*REQUIRED WORK*. In the data below, find the line that contains "assert!(records.iter().all(|r| r.like.is_finite()));" and the line that contains "let (records, _)". Copy both, plus every line between them, exactly.

# # # # #

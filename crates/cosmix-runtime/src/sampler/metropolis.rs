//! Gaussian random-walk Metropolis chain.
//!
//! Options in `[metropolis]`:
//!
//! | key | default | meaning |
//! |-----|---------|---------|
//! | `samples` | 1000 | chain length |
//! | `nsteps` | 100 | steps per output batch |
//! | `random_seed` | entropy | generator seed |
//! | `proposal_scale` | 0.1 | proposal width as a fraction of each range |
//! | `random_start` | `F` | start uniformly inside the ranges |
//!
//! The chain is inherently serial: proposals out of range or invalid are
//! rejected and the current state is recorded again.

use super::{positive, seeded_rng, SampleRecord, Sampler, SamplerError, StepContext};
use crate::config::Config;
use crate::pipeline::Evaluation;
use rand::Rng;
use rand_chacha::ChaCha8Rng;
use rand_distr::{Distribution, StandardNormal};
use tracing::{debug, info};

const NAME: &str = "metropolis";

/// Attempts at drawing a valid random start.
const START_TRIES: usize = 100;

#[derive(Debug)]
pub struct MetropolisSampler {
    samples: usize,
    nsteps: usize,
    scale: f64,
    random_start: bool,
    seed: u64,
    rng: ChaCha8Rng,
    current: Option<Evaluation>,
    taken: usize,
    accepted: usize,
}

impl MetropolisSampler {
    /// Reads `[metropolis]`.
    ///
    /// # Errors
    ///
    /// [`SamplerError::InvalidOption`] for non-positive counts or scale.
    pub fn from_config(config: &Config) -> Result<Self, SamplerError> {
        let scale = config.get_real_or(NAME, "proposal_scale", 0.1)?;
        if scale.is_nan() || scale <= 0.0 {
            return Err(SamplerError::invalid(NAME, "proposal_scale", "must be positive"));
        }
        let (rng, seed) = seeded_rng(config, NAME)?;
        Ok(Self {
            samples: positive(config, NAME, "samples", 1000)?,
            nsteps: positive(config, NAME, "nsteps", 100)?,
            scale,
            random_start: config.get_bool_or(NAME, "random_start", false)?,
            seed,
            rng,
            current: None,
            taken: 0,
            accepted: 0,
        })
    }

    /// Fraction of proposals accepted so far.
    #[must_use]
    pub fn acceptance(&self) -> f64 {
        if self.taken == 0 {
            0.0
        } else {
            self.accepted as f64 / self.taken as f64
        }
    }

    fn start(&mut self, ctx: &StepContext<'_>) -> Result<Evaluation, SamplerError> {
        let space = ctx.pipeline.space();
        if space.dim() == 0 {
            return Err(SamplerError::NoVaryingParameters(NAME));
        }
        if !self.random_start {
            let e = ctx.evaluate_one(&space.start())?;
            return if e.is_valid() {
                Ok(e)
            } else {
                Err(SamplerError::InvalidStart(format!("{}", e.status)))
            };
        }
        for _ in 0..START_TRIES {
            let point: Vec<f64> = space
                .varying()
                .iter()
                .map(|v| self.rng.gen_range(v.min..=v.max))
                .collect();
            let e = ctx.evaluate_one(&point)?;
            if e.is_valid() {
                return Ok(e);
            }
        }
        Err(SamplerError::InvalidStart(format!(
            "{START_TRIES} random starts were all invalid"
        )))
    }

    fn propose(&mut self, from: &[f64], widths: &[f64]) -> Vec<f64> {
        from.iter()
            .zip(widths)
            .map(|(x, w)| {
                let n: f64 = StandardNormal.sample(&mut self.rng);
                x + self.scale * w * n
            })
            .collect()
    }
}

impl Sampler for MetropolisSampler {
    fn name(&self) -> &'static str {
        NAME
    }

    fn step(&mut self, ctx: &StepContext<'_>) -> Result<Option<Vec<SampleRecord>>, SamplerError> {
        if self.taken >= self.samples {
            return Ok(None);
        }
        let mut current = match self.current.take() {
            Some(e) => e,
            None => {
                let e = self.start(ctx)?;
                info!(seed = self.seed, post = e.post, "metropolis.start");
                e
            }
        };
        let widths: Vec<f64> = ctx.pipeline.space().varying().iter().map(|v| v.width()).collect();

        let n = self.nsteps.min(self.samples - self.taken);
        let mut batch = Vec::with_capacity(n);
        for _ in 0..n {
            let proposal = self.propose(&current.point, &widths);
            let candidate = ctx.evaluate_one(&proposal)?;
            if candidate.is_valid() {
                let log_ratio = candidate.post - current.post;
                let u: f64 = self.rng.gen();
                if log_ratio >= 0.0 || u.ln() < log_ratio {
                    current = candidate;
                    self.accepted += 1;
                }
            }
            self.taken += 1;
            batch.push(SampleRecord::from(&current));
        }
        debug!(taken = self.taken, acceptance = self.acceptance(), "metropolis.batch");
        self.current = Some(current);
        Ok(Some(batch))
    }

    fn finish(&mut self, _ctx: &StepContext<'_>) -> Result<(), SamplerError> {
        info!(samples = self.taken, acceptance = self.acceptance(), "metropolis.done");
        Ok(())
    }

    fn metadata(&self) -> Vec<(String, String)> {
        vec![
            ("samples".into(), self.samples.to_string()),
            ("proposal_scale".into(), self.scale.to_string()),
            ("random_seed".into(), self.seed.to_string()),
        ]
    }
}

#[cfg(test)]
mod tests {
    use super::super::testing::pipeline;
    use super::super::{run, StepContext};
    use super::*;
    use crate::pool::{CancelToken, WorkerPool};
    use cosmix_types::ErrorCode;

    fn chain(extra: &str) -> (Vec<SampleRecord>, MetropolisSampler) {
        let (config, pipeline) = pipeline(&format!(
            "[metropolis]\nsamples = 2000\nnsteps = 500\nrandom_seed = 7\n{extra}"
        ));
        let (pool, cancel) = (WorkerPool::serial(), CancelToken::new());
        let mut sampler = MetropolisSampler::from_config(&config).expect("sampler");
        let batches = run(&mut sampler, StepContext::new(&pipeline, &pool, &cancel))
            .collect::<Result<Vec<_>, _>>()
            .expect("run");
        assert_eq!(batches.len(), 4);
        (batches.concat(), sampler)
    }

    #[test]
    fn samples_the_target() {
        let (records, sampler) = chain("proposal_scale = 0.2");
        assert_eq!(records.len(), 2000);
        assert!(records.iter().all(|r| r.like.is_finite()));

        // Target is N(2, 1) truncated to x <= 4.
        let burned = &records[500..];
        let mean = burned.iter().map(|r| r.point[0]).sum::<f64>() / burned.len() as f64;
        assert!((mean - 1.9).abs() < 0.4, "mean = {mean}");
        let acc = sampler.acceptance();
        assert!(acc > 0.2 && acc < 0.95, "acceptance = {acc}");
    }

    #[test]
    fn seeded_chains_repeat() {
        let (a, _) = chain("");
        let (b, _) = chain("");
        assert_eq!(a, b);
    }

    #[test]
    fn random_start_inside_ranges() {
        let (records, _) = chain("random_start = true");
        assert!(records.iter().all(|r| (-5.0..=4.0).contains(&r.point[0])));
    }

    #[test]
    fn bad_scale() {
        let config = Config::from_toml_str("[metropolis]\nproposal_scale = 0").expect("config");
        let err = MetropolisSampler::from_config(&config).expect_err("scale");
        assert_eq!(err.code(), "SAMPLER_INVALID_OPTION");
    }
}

# # # # #

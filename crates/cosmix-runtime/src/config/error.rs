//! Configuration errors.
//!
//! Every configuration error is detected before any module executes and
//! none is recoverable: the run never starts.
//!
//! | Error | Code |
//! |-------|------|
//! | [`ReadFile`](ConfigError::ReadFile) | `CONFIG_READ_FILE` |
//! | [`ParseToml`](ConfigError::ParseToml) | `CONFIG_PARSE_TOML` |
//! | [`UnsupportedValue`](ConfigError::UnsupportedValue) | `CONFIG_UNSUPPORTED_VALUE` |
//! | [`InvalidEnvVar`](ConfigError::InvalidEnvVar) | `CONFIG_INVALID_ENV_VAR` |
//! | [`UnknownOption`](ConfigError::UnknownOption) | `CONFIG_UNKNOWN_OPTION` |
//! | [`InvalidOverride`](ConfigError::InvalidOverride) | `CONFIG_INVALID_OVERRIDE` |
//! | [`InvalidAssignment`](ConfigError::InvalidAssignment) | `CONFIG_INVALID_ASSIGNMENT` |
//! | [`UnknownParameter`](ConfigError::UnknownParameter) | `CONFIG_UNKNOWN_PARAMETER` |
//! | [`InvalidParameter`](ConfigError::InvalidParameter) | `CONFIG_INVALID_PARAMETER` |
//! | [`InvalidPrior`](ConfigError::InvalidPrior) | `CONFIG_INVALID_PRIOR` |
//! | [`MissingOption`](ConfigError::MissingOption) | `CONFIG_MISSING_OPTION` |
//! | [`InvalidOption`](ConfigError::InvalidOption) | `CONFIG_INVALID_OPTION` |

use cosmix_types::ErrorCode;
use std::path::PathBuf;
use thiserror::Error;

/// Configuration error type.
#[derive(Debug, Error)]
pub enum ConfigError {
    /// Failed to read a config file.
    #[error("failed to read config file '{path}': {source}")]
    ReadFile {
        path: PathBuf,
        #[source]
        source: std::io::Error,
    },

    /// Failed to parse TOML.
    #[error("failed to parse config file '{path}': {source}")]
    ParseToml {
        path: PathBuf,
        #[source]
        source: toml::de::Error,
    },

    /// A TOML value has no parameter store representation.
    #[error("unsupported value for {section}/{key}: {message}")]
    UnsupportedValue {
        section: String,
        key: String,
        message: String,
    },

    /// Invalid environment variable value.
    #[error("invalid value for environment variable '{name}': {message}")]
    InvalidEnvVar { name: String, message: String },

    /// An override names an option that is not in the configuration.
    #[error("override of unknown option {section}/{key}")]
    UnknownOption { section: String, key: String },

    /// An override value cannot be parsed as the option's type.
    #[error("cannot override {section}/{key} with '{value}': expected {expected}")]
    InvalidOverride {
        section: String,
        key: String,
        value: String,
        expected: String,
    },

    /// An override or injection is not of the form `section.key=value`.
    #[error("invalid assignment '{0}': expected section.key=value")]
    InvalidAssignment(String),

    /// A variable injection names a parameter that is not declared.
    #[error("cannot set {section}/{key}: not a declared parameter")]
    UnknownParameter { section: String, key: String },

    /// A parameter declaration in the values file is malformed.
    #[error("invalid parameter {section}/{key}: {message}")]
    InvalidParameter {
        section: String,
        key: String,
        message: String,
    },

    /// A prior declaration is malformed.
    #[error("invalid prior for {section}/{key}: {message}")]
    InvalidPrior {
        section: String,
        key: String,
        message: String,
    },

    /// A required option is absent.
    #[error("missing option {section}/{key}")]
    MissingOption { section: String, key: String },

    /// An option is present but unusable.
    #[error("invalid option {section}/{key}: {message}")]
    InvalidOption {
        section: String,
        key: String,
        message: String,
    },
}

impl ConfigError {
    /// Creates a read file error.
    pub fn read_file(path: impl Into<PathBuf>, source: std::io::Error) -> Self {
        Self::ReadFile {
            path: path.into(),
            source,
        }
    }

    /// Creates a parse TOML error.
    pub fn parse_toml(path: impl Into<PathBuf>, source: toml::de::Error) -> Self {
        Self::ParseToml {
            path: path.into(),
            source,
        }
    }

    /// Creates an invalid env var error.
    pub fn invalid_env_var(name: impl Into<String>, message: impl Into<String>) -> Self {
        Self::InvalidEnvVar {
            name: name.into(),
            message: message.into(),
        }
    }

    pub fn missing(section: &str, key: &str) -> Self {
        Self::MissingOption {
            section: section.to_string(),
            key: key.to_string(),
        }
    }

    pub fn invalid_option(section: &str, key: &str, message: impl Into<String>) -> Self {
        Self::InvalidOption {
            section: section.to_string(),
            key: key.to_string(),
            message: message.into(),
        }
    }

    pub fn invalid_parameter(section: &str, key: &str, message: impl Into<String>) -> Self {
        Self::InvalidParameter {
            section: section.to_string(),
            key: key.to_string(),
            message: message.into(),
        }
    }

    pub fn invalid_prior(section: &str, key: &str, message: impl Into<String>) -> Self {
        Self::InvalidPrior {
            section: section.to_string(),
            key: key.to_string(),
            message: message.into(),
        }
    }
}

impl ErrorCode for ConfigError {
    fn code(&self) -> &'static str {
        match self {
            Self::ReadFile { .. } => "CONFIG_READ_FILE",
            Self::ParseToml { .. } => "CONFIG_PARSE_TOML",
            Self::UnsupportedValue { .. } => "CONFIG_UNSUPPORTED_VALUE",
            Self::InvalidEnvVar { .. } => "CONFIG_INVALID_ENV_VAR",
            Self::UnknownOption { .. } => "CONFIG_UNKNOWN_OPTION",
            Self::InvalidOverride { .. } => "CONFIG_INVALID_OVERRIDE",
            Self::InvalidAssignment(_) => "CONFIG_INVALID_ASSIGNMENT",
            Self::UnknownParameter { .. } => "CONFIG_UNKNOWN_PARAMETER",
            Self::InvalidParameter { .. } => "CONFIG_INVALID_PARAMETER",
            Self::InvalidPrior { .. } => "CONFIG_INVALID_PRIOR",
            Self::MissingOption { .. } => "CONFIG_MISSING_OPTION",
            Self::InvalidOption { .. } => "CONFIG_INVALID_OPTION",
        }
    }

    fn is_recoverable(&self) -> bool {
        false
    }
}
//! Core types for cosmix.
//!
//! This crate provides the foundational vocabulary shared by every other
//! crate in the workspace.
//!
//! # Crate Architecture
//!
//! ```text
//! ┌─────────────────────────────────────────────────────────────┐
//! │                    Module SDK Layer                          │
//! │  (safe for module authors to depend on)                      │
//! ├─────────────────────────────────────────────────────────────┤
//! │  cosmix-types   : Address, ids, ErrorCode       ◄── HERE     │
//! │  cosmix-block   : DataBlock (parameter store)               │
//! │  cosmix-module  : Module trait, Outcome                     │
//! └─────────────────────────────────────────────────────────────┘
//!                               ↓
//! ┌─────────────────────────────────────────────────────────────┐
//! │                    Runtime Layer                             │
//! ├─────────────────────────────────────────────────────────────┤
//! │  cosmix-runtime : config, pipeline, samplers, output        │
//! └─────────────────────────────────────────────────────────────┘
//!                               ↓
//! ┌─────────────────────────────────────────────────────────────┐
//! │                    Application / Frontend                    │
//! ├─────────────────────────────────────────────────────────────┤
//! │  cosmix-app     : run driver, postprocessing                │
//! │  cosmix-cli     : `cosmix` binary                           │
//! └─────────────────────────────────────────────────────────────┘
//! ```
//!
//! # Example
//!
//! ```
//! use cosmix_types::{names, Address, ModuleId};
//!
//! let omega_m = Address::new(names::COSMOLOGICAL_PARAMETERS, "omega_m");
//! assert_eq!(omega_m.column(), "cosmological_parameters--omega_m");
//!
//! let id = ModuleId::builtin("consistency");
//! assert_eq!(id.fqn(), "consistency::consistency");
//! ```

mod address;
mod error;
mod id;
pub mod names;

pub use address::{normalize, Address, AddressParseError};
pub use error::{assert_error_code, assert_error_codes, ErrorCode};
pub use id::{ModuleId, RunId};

# # # # #

*TASK OUTPUT*.
        assert!(records.iter().all(|r| r.like.is_finite()));

        // Target is N(2, 1) truncated to x <= 4.
        let burned = &records[500..];
        let mean = burned.iter().map(|r| r.point[0]).sum::<f64>() / burned.len() as f64;
        assert!((mean - 1.9).abs() < 0.4, "mean = {mean}");
        let acc = sampler.acceptance();
        assert!(acc > 0.2 && acc < 0.95, "acceptance = {acc}");
    }

    #[test]
    fn seeded_chains_repeat() {
        let (a, _) = chain("");
        let (b, _) = chain("");
        assert_eq!(a, b);
    }

    #[test]
    fn random_start_inside_ranges() {
        let (records, _) = chain("random_start = true");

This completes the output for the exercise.